> **TASK PROMPT**
Word for word, copy the entire listing.

> **DATA FOR ANALYSIS**
■ ■ ■

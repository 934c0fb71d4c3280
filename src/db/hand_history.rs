//! Append-only archive of completed hand summaries.

use super::models::HandSummary;
use super::DbPool;
use crate::game::HandRecord;

/// Archive a completed hand. `INSERT OR IGNORE` keyed on the hand id makes
/// retried post-commit flushes idempotent.
pub async fn insert_or_ignore(pool: &DbPool, record: &HandRecord) -> Result<(), sqlx::Error> {
    sqlx::query(
        "INSERT OR IGNORE INTO hand_history
             (id, table_id, winner_id, winner_name, winning_hand, pot, player_count, started_at, ended_at)
         VALUES (?, ?, ?, ?, ?, ?, ?, ?, ?)",
    )
    .bind(&record.hand_id)
    .bind(&record.table_id)
    .bind(&record.winner_id)
    .bind(&record.winner_name)
    .bind(&record.winning_hand)
    .bind(record.pot)
    .bind(record.players.len() as i64)
    .bind(record.started_at as i64)
    .bind(record.ended_at as i64)
    .execute(pool)
    .await?;
    Ok(())
}

/// Recent hands at one table, newest first.
pub async fn for_table(
    pool: &DbPool,
    table_id: &str,
    limit: i64,
) -> Result<Vec<HandSummary>, sqlx::Error> {
    sqlx::query_as(
        "SELECT * FROM hand_history WHERE table_id = ? ORDER BY ended_at DESC, id DESC LIMIT ?",
    )
    .bind(table_id)
    .bind(limit)
    .fetch_all(pool)
    .await
}

/// Total archived hands, for /stats.
pub async fn count(pool: &DbPool) -> Result<i64, sqlx::Error> {
    sqlx::query_scalar("SELECT COUNT(*) FROM hand_history")
        .fetch_one(pool)
        .await
}

#[cfg(test)]
mod tests {
    use super::*;

    fn record(hand_id: &str, table_id: &str, ended_at: u64) -> HandRecord {
        let mut record = HandRecord::begin(
            hand_id.to_string(),
            table_id.to_string(),
            vec![("a1".into(), "Alice".into(), 1000, vec![])],
            0,
        );
        record.finalize(&[], 80, Some(("a1", "Alice")), Some("Pair of Aces".into()), ended_at);
        record
    }

    #[tokio::test]
    async fn archive_insert_is_idempotent() {
        let pool = crate::create_test_db().await;

        let r = record("h1", "t1", 10);
        insert_or_ignore(&pool, &r).await.unwrap();
        insert_or_ignore(&pool, &r).await.unwrap();
        assert_eq!(count(&pool).await.unwrap(), 1);
    }

    #[tokio::test]
    async fn table_history_is_newest_first() {
        let pool = crate::create_test_db().await;

        for i in 0..3 {
            insert_or_ignore(&pool, &record(&format!("h{i}"), "t1", i)).await.unwrap();
        }
        insert_or_ignore(&pool, &record("other", "t2", 99)).await.unwrap();

        let hands = for_table(&pool, "t1", 2).await.unwrap();
        assert_eq!(hands.len(), 2);
        assert_eq!(hands[0].id, "h2");
        assert_eq!(hands[1].id, "h1");
        assert_eq!(hands[0].winning_hand.as_deref(), Some("Pair of Aces"));
    }
}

■ ■ ■

> **OUTPUT FOR THIS TASK**
repository 934c0fb71d4c3280
filename src/db/hand_history.rs
//! Append-only archive of completed hand summaries.

use super::models::HandSummary;
use super::DbPool;
use crate::game::HandRecord;

/// Archive a completed hand. `INSERT OR IGNORE` keyed on the hand id makes
/// retried post-commit flushes idempotent.
pub async fn insert_or_ignore(pool: &DbPool, record: &HandRecord) -> Result<(), sqlx::Error> {
    sqlx::query(
        "INSERT OR IGNORE INTO hand_history
             (id, table_id, winner_id, winner_name, winning_hand, pot, player_count, started_at, ended_at)
         VALUES (?, ?, ?, ?, ?, ?, ?, ?, ?)",
    )
    .bind(&record.hand_id)
    .bind(&record.table_id)
    .bind(&record.winner_id)
    .bind(&record.winner_name)
    .bind(&record.winning_hand)
    .bind(record.pot)
    .bind(record.players.len() as i64)
    .bind(record.started_at as i64)
    .bind(record.ended_at as i64)
    .execute(pool)
    .await?;
    Ok(())
}

/// Recent hands at one table, newest first.
pub async fn for_table(
    pool: &DbPool,
    table_id: &str,
    limit: i64,
) -> Result<Vec<HandSummary>, sqlx::Error> {
    sqlx::query_as(
        "SELECT * FROM hand_history WHERE table_id = ? ORDER BY ended_at DESC, id DESC LIMIT ?",
    )
    .bind(table_id)
    .bind(limit)
    .fetch_all(pool)
    .await
}

/// Total archived hands, for /stats.
pub async fn count(pool: &DbPool) -> Result<i64, sqlx::Error> {
    sqlx::query_scalar("SELECT COUNT(*) FROM hand_history")
        .fetch_one(pool)
        .await
}

#[cfg(test)]
mod tests {
    use super::*;

    fn record(hand_id: &str, table_id: &str, ended_at: u64) -> HandRecord {
        let mut record = HandRecord::begin(
            hand_id.to_string(),
            table_id.to_string(),
            vec![("a1".into(), "Alice".into(), 1000, vec![])],
            0,
        );
        record.finalize(&[], 80, Some(("a1", "Alice")), Some("Pair of Aces".into()), ended_at);
        record
    }

    #[tokio::test]
    async fn archive_insert_is_idempotent() {
        let pool = crate::create_test_db().await;

        let r = record("h1", "t1", 10);
        insert_or_ignore(&pool, &r).await.unwrap();
        insert_or_ignore(&pool, &r).await.unwrap();
        assert_eq!(count(&pool).await.unwrap(), 1);
    }

    #[tokio::test]
    async fn table_history_is_newest_first() {
        let pool = crate::create_test_db().await;

        for i in 0..3 {
            insert_or_ignore(&pool, &record(&format!("h{i}"), "t1", i)).await.unwrap();
        }
        insert_or_ignore(&pool, &record("other", "t2", 99)).await.unwrap();

        let hands = for_table(&pool, "t1", 2).await.unwrap();
        assert_eq!(hands.len(), 2);
        assert_eq!(hands[0].id, "h2");
        assert_eq!(hands[1].id, "h1");
        assert_eq!(hands[0].winning_hand.as_deref(), Some("Pair of Aces"));
    }
}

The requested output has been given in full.